Background: Amyotrophic lateral sclerosis is a fatal neurodegenerative disease with few therapeutic options. Mild obesity is associated with greater survival in patients with the disease, and calorie-dense diets increased survival in a mouse model. We aimed to assess the safety and tolerability of two hypercaloric diets in patients with amyotrophic lateral sclerosis receiving enteral nutrition.
Methods: In this double-blind, placebo-controlled, randomised phase 2 clinical trial, we enrolled adults with amyotrophic lateral sclerosis from participating centres in the USA. Eligible participants were aged 18 years or older with no history of diabetes or liver or cardiovascular disease, and who were already receiving percutaneous enteral nutrition. We randomly assigned participants (1:1:1) using a computer-generated list of random numbers to one of three dietary interventions: replacement calories using an isocaloric tube-fed diet (control), a high-carbohydrate hypercaloric tube-fed diet (HC/HC), or a high-fat hypercaloric tube-fed diet (HF/HC). Participants received the intervention diets for 4 months and were followed up for 5 months. The primary outcomes were safety and tolerability, analysed in all patients who began their study diet. This trial is registered with ClinicalTrials.gov, number NCT00983983.
Findings: Between Dec 14, 2009, and Nov 2, 2012, we enrolled 24 participants, of whom 20 started their study diet (six in the control group, eight in the HC/HC group, and six in the HF/HC group). One patient in the control group, one in the HC/HC group, and two in the HF/HC group withdrew consent before receiving the intervention. Participants who received the HC/HC diet had a smaller total number of adverse events than did those in the other groups (23 in the HC/HC group vs 42 in the control group vs 48 in the HF/HC group; overall, p=0.06; HC/HC vs control, p=0.06) and significantly fewer serious adverse events than did those on the control diet (none vs nine; p=0.0005).

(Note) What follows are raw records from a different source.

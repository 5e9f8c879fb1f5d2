use std::collections::{HashMap, VecDeque};
use std::sync::{Arc, RwLock};
use std::time::Duration;

use tokio::time::Instant;

use chunkferry_protocol::{ChunkMeta, SessionStatus};
use chunkferry_transfer::{SessionError, UploadSession};

/// Tracks upload sessions by id.
///
/// Sessions are created lazily by their first chunk. Finished sessions stay
/// visible for status queries until `retained` newer ones have finished,
/// oldest evicted first. Open sessions that receive no chunk for
/// `idle_timeout` are aborted by [`sweep_idle`](Self::sweep_idle). The lock
/// only guards map updates; callers never hold it across I/O.
pub struct SessionRegistry {
    inner: RwLock<RegistryInner>,
    retained: usize,
    idle_timeout: Duration,
}

struct RegistryInner {
    sessions: HashMap<String, Arc<UploadSession>>,
    /// Last chunk arrival per open session.
    last_seen: HashMap<String, Instant>,
    finished: VecDeque<String>,
}

impl SessionRegistry {
    pub fn new(retained: usize, idle_timeout: Duration) -> Self {
        Self {
            inner: RwLock::new(RegistryInner {
                sessions: HashMap::new(),
                last_seen: HashMap::new(),
                finished: VecDeque::new(),
            }),
            retained,
            idle_timeout,
        }
    }

    /// Returns the open session for `meta`, creating it on first sight.
    ///
    /// Fails if the session is no longer open or if `meta` declares a
    /// different transfer than the session's first chunk did.
    pub fn open_or_get(&self, meta: &ChunkMeta) -> Result<Arc<UploadSession>, SessionError> {
        let mut inner = self.inner.write().unwrap();
        if let Some(session) = inner.sessions.get(&meta.session_id).cloned() {
            session.ensure_open()?;
            session.check_metadata(meta)?;
            inner
                .last_seen
                .insert(meta.session_id.clone(), Instant::now());
            return Ok(session);
        }

        let session = Arc::new(UploadSession::new(meta));
        inner
            .sessions
            .insert(meta.session_id.clone(), Arc::clone(&session));
        inner
            .last_seen
            .insert(meta.session_id.clone(), Instant::now());
        tracing::info!(
            session_id = %meta.session_id,
            file_name = %meta.file_name,
            total_chunks = meta.total_chunks,
            total_size = meta.total_size,
            "upload session opened"
        );
        Ok(session)
    }

    pub fn get(&self, session_id: &str) -> Option<Arc<UploadSession>> {
        let inner = self.inner.read().unwrap();
        inner.sessions.get(session_id).cloned()
    }

    pub fn status(&self, session_id: &str) -> Option<SessionStatus> {
        self.get(session_id).map(|s| s.status())
    }

    /// Moves a session into a terminal state and applies retention.
    pub fn finish(&self, session: &UploadSession, completed: bool) {
        if completed {
            session.complete();
        } else {
            session.abort();
        }

        let id = session.id();
        let mut inner = self.inner.write().unwrap();
        inner.last_seen.remove(&id);
        inner.finished.push_back(id);
        while inner.finished.len() > self.retained {
            if let Some(evicted) = inner.finished.pop_front() {
                inner.sessions.remove(&evicted);
                tracing::debug!(session_id = %evicted, "evicted finished session");
            }
        }
    }

    /// Aborts and forgets open sessions idle for longer than the timeout.
    ///
    /// Returns the swept ids so the caller can purge their working areas.
    pub fn sweep_idle(&self) -> Vec<String> {
        let now = Instant::now();
        let mut inner = self.inner.write().unwrap();
        let idle: Vec<String> = inner
            .last_seen
            .iter()
            .filter(|(_, seen)| now.duration_since(**seen) > self.idle_timeout)
            .map(|(id, _)| id.clone())
            .collect();

        let mut swept = Vec::with_capacity(idle.len());
        for id in idle {
            inner.last_seen.remove(&id);
            let Some(session) = inner.sessions.get(&id).cloned() else {
                continue;
            };
            // A session already assembling is finished by its own request.
            if session.ensure_open().is_err() {
                continue;
            }
            session.abort();
            inner.sessions.remove(&id);
            tracing::info!(session_id = %id, "idle upload session aborted");
            swept.push(id);
        }
        swept
    }

    /// Number of tracked sessions, open or finished.
    pub fn len(&self) -> usize {
        self.inner.read().unwrap().sessions.len()
    }

    pub fn is_empty(&self) -> bool {
        self.len() == 0
    }
}

#[cfg(test)]
mod tests {
    use super::*;
    use chunkferry_protocol::SessionState;

    const IDLE: Duration = Duration::from_secs(60);

    fn meta(session_id: &str) -> ChunkMeta {
        ChunkMeta {
            session_id: session_id.into(),
            file_name: "f.bin".into(),
            ordinal: 1,
            total_chunks: 2,
            total_size: 20,
            is_last: false,
        }
    }

    #[test]
    fn open_or_get_reuses_session() {
        let registry = SessionRegistry::new(4, IDLE);
        let a = registry.open_or_get(&meta("s1")).unwrap();
        let b = registry.open_or_get(&meta("s1")).unwrap();
        assert!(Arc::ptr_eq(&a, &b));
        assert_eq!(registry.len(), 1);
    }

    #[test]
    fn finished_session_refuses_chunks() {
        let registry = SessionRegistry::new(4, IDLE);
        let session = registry.open_or_get(&meta("s1")).unwrap();
        registry.finish(&session, true);

        let err = registry.open_or_get(&meta("s1")).unwrap_err();
        assert!(matches!(
            err,
            SessionError::NotOpen {
                state: SessionState::Completed,
                ..
            }
        ));
        assert_eq!(
            registry.status("s1").unwrap().state,
            SessionState::Completed
        );
    }

    #[test]
    fn mismatched_metadata_is_refused() {
        let registry = SessionRegistry::new(4, IDLE);
        registry.open_or_get(&meta("s1")).unwrap();

        let mut other = meta("s1");
        other.total_size = 21;
        assert!(matches!(
            registry.open_or_get(&other),
            Err(SessionError::MetadataMismatch { .. })
        ));
    }

    #[test]
    fn retention_evicts_oldest_finished() {
        let registry = SessionRegistry::new(2, IDLE);
        for id in ["a", "b", "c"] {
            let session = registry.open_or_get(&meta(id)).unwrap();
            registry.finish(&session, false);
        }
        let open = registry.open_or_get(&meta("d")).unwrap();

        assert!(registry.get("a").is_none());
        assert!(registry.get("b").is_some());
        assert!(registry.get("c").is_some());
        assert_eq!(open.state(), SessionState::Open);
        assert_eq!(registry.len(), 3);
    }

    #[test]
    fn unknown_session_has_no_status() {
        let registry = SessionRegistry::new(1, IDLE);
        assert!(registry.is_empty());
        assert!(registry.status("missing").is_none());
    }

    #[tokio::test(start_paused = true)]
    async fn idle_open_sessions_are_swept() {
        let registry = SessionRegistry::new(4, IDLE);
        let stale = registry.open_or_get(&meta("stale")).unwrap();
        let done = registry.open_or_get(&meta("done")).unwrap();
        registry.finish(&done, true);

        tokio::time::advance(Duration::from_secs(45)).await;
        registry.open_or_get(&meta("fresh")).unwrap();
        assert!(registry.sweep_idle().is_empty());

        tokio::time::advance(Duration::from_secs(30)).await;
        assert_eq!(registry.sweep_idle(), vec!["stale".to_string()]);
        assert_eq!(stale.state(), SessionState::Aborted);
        assert!(registry.get("stale").is_none());
        assert!(registry.get("fresh").is_some());
        assert_eq!(registry.status("done").unwrap().state, SessionState::Completed);

        // A swept id starts over as a new session.
        let reopened = registry.open_or_get(&meta("stale")).unwrap();
        assert_eq!(reopened.state(), SessionState::Open);
    }

    #[tokio::test(start_paused = true)]
    async fn chunk_arrival_keeps_session_alive() {
        let registry = SessionRegistry::new(4, IDLE);
        registry.open_or_get(&meta("s1")).unwrap();
        for _ in 0..3 {
            tokio::time::advance(Duration::from_secs(50)).await;
            registry.open_or_get(&meta("s1")).unwrap();
        }
        assert!(registry.sweep_idle().is_empty());
    }
}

Fewer patients in the HC/HC group discontinued their study diet due to adverse events (none [0%] of eight in the HC/HC group vs three [50%] of six in the control group). During the 5 month follow-up, no deaths occurred in the nine patients assigned to the HC/HC diet compared with three deaths (43%) in the seven patients assigned to the control diet (log-rank p=0.03). Adverse events, tolerability, deaths, and disease progression did not differ significantly between the HF/HC group and the control group.
Interpretation: Our results provide preliminary evidence that hypercaloric enteral nutrition is safe and tolerable in patients with amyotrophic lateral sclerosis, and support the study of nutritional interventions in larger randomised controlled trials at earlier stages of the disease.
Funding: Muscular Dystrophy Association, National Center for Research Resources, National Institutes of Health, and Harvard NeuroDiscovery Center.